*** Begin section ***

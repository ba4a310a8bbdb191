//! Purpose: Crate-wide error model shared by the library surface and the CLI.
//! Exports: `Error`, `ErrorKind`, `to_exit_code`.
//! Role: One error type with a stable kind taxonomy plus optional diagnostic context.
//! Invariants: Exit codes per kind are stable once published.
//! Invariants: Context fields are additive; `Display` never panics on missing context.
use std::error::Error as StdError;
use std::fmt;

#[derive(Clone, Copy, Debug, Eq, PartialEq)]
pub enum ErrorKind {
    Internal,
    Usage,
    EmptyInput,
    NoDocumentNumber,
    DocumentNumberOutOfRange,
    Io,
}

impl ErrorKind {
    /// Fallback wording when an error carries no message of its own.
    pub fn summary(self) -> &'static str {
        match self {
            ErrorKind::Internal => "internal error",
            ErrorKind::Usage => "usage error",
            ErrorKind::EmptyInput => "empty payload",
            ErrorKind::NoDocumentNumber => "no document number found",
            ErrorKind::DocumentNumberOutOfRange => "document number out of range",
            ErrorKind::Io => "i/o error",
        }
    }
}

#[derive(Debug)]
pub struct Error {
    kind: ErrorKind,
    message: Option<String>,
    hint: Option<String>,
    excerpt: Option<String>,
    line: Option<u64>,
    source: Option<Box<dyn StdError + Send + Sync>>,
}

impl Error {
    pub fn new(kind: ErrorKind) -> Self {
        Self {
            kind,
            message: None,
            hint: None,
            excerpt: None,
            line: None,
            source: None,
        }
    }

    pub fn kind(&self) -> ErrorKind {
        self.kind
    }

    pub fn message(&self) -> Option<&str> {
        self.message.as_deref()
    }

    pub fn hint(&self) -> Option<&str> {
        self.hint.as_deref()
    }

    /// Bounded prefix of the input that triggered the error, if any.
    pub fn excerpt(&self) -> Option<&str> {
        self.excerpt.as_deref()
    }

    /// 1-based input line for batch runs.
    pub fn line(&self) -> Option<u64> {
        self.line
    }

    pub fn with_message(mut self, message: impl Into<String>) -> Self {
        self.message = Some(message.into());
        self
    }

    pub fn with_hint(mut self, hint: impl Into<String>) -> Self {
        self.hint = Some(hint.into());
        self
    }

    pub fn with_excerpt(mut self, excerpt: impl Into<String>) -> Self {
        self.excerpt = Some(excerpt.into());
        self
    }

    pub fn with_line(mut self, line: u64) -> Self {
        self.line = Some(line);
        self
    }

    pub fn with_source(mut self, source: impl StdError + Send + Sync + 'static) -> Self {
        self.source = Some(Box::new(source));
        self
    }
}

impl fmt::Display for Error {
    fn fmt(&self, f: &mut fmt::Formatter<'_>) -> fmt::Result {
        write!(f, "{:?}", self.kind)?;
        if let Some(message) = &self.message {
            write!(f, ": {message}")?;
        }
        if let Some(line) = self.line {
            write!(f, " (line: {line})")?;
        }
        Ok(())
    }
}

impl StdError for Error {
    fn source(&self) -> Option<&(dyn StdError + 'static)> {
        self.source
            .as_ref()
            .map(|source| source.as_ref() as &(dyn StdError + 'static))
    }
}

pub fn to_exit_code(kind: ErrorKind) -> i32 {
    match kind {
        ErrorKind::Internal => 1,
        ErrorKind::Usage => 2,
        ErrorKind::EmptyInput => 3,
        ErrorKind::NoDocumentNumber => 4,
        ErrorKind::DocumentNumberOutOfRange => 5,
        ErrorKind::Io => 6,
    }
}

#[cfg(test)]
mod tests {
    use super::{Error, ErrorKind, to_exit_code};

    #[test]
    fn exit_code_mapping_is_stable() {
        let cases = [
            (ErrorKind::Internal, 1),
            (ErrorKind::Usage, 2),
            (ErrorKind::EmptyInput, 3),
            (ErrorKind::NoDocumentNumber, 4),
            (ErrorKind::DocumentNumberOutOfRange, 5),
            (ErrorKind::Io, 6),
        ];

        for (kind, code) in cases {
            assert_eq!(to_exit_code(kind), code);
        }
    }

    #[test]
    fn display_includes_message_and_line() {
        let err = Error::new(ErrorKind::NoDocumentNumber)
            .with_message("no document number found")
            .with_line(7);
        assert_eq!(
            err.to_string(),
            "NoDocumentNumber: no document number found (line: 7)"
        );
    }

    #[test]
    fn source_is_exposed() {
        use std::error::Error as _;
        let io = std::io::Error::other("boom");
        let err = Error::new(ErrorKind::Io).with_source(io);
        assert_eq!(err.source().map(|s| s.to_string()), Some("boom".into()));
    }
}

*** End section ***

▸ **Task details**
Across the listing, how many lines hold the word "impl"? Please state that number only.

▸ **Result**
8